The story was nice, but it felt like some of the characters needed a bit more fleshing out. Motivations and back-story needed some attention. There were a few plot holes.

It could have been great. Too bad because it was a beautiful movie, and I really liked Kubo and his folks, and the paper Hanzo.
 
Trolls

Um...wow, this was ONE clusterfuck of a somewhat good but not great animated movie. HA-NOTES-
  1. It is the JUKE-boxiest of juke-box musicals, in that some songs do NOT fit the scene. Anything by "The Gorillas" should NEVER be in an animated children's film, least of all incorrectly.
  2. The introverted troll Branch is CONSTANTLY harassed by the mass troll populace to cheer up, and it made me feel uncomfortable as someone who occasionally fights the sadness. Its also kinda fucked up, seeing how his damn GRAMMA was killed by the Chef Bergen and everyone gives him shit for being paranoid-WHICH-isn't really paranoia as when they had a GIANT ass party the Chef found them.
  3. The King and Scullery Maid are just Muscleman and Starla from fucking Regular Show, DON'T tell me they don't look like them. Two heavyset green dwarfish humanoids, the male has his belly sticking out, fuck they even go on a date in a fucking ROLLER RINK! For shame Trolls, SHAME!
  4. Outside of the male and female lead, the troll characters aren't really characters, but quirks personified based on physical differences. Also the one troll the female lead was into at first does a heel-faced turn to save his own ass-SOLELY-so there's no chance the male and female lead won't get togetther. Its funny because the Bergen characters have MUCH more personality, yet they AREN'T the name basis.
  5. Their magic hair has CONFUSING limitations. It can grow as long to lift something at least TWENTY times their own weight, mimic the appearance of FLAMES...yet they can't use it to unlock a cage? Or just...break the cage itself?
BUT-outside of that, it comes to a head in the third act, and has some really good animation through-out. Not something I'd rewatch any time soon, but not something I regret watching.
 

fade

Staff member
Kubo and the two strings.

Finally got around to watching this. Nice movie. I love stop-motion work, and the credits scene with the skeleton made me super happy.

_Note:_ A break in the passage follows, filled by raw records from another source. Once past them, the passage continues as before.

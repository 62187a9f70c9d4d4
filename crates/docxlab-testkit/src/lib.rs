//! Test utilities for docxlab
//!
//! Builds minimal but structurally valid `.docx` archives in memory so tests
//! never depend on fixture files on disk, and reads parts back out of
//! generated archives for assertions.

use std::io::{Cursor, Read, Write};

use zip::write::SimpleFileOptions;
use zip::{ZipArchive, ZipWriter};

/// A 50x50 single-colour PNG.
pub const TINY_PNG: &[u8] = &[
    137, 80, 78, 71, 13, 10, 26, 10, 0, 0, 0, 13, 73, 72, 68, 82, 0, 0, 0, 50, 0, 0, 0, 50, 8, 2,
    0, 0, 0, 145, 93, 31, 230, 0, 0, 0, 30, 73, 68, 65, 84, 120, 156, 237, 193, 49, 1, 0, 0, 0,
    194, 160, 245, 79, 109, 8, 95, 160, 0, 0, 0, 0, 0, 0, 248, 13, 29, 126, 0, 1, 10, 82, 239, 54,
    0, 0, 0, 0, 73, 69, 78, 68, 174, 66, 96, 130,
];

const CONTENT_TYPES: &str = r#"<?xml version="1.0" encoding="UTF-8" standalone="yes"?>
<Types xmlns="http://schemas.openxmlformats.org/package/2006/content-types">
    <Default Extension="rels" ContentType="application/vnd.openxmlformats-package.relationships+xml"/>
    <Default Extension="xml" ContentType="application/xml"/>
    <Override PartName="/word/document.xml" ContentType="application/vnd.openxmlformats-officedocument.wordprocessingml.document.main+xml"/>
</Types>"#;

const ROOT_RELS: &str = r#"<?xml version="1.0" encoding="UTF-8" standalone="yes"?>
<Relationships xmlns="http://schemas.openxmlformats.org/package/2006/relationships">
    <Relationship Id="rId1" Type="http://schemas.openxmlformats.org/officeDocument/2006/relationships/officeDocument" Target="word/document.xml"/>
</Relationships>"#;

const DOCUMENT_RELS: &str = r#"<?xml version="1.0" encoding="UTF-8" standalone="yes"?>
<Relationships xmlns="http://schemas.openxmlformats.org/package/2006/relationships">
</Relationships>"#;

/// Wrap body content into a complete main document part.
pub fn document_xml(body: &str) -> String {
    format!(
        r#"<?xml version="1.0" encoding="UTF-8" standalone="yes"?>
<w:document xmlns:w="http://schemas.openxmlformats.org/wordprocessingml/2006/main">
    <w:body>
{body}
    </w:body>
</w:document>"#
    )
}

/// A paragraph holding a single text run.
pub fn paragraph(text: &str) -> String {
    format!("<w:p><w:r><w:t xml:space=\"preserve\">{text}</w:t></w:r></w:p>")
}

/// Build a docx archive around the given main document part.
pub fn docx_bytes(document: &str) -> Vec<u8> {
    let mut writer = ZipWriter::new(Cursor::new(Vec::new()));
    let options = SimpleFileOptions::default();
    let parts: [(&str, &[u8]); 4] = [
        ("[Content_Types].xml", CONTENT_TYPES.as_bytes()),
        ("_rels/.rels", ROOT_RELS.as_bytes()),
        ("word/document.xml", document.as_bytes()),
        ("word/_rels/document.xml.rels", DOCUMENT_RELS.as_bytes()),
    ];
    for (name, data) in parts {
        writer.start_file(name, options).expect("start zip entry");
        writer.write_all(data).expect("write zip entry");
    }
    writer.finish().expect("finish zip").into_inner()
}

/// Build a docx archive whose body consists of the given paragraphs.
pub fn docx_with_paragraphs(texts: &[&str]) -> Vec<u8> {
    let body: String = texts
        .iter()
        .map(|t| paragraph(t))
        .collect::<Vec<_>>()
        .join("\n");
    docx_bytes(&document_xml(&body))
}

/// Names of every part in an archive.
pub fn part_names(bytes: &[u8]) -> Vec<String> {
    let archive = ZipArchive::new(Cursor::new(bytes.to_vec())).expect("open archive");
    archive.file_names().map(str::to_owned).collect()
}

/// Read one part out of an archive.
pub fn read_part(bytes: &[u8], name: &str) -> Option<Vec<u8>> {
    let mut archive = ZipArchive::new(Cursor::new(bytes.to_vec())).expect("open archive");
    let mut file = archive.by_name(name).ok()?;
    let mut data = Vec::new();
    file.read_to_end(&mut data).expect("read part");
    Some(data)
}

/// Read one part out of an archive as text.
pub fn read_part_text(bytes: &[u8], name: &str) -> Option<String> {
    read_part(bytes, name).map(|data| String::from_utf8(data).expect("part is UTF-8"))
}

#[cfg(test)]
mod tests {
    use super::*;

    #[test]
    fn test_fixture_round_trips() {
        let bytes = docx_with_paragraphs(&["hello"]);
        let names = part_names(&bytes);
        assert!(names.contains(&"[Content_Types].xml".to_string()));
        assert!(names.contains(&"word/document.xml".to_string()));

        let document = read_part_text(&bytes, "word/document.xml").unwrap();
        assert!(document.contains("hello"));
        assert_eq!(read_part(&bytes, "missing"), None);
    }
}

The story was nice, but it felt like some of the characters needed a bit more fleshing out. Motivations and back-story needed some attention. There were a few plot holes.

It could have been great. Too bad because it was a beautiful movie, and I really liked Kubo and his folks, and the paper Hanzo.
So, basically Laika par for the course? I feel like we never get to know the characters in their movies.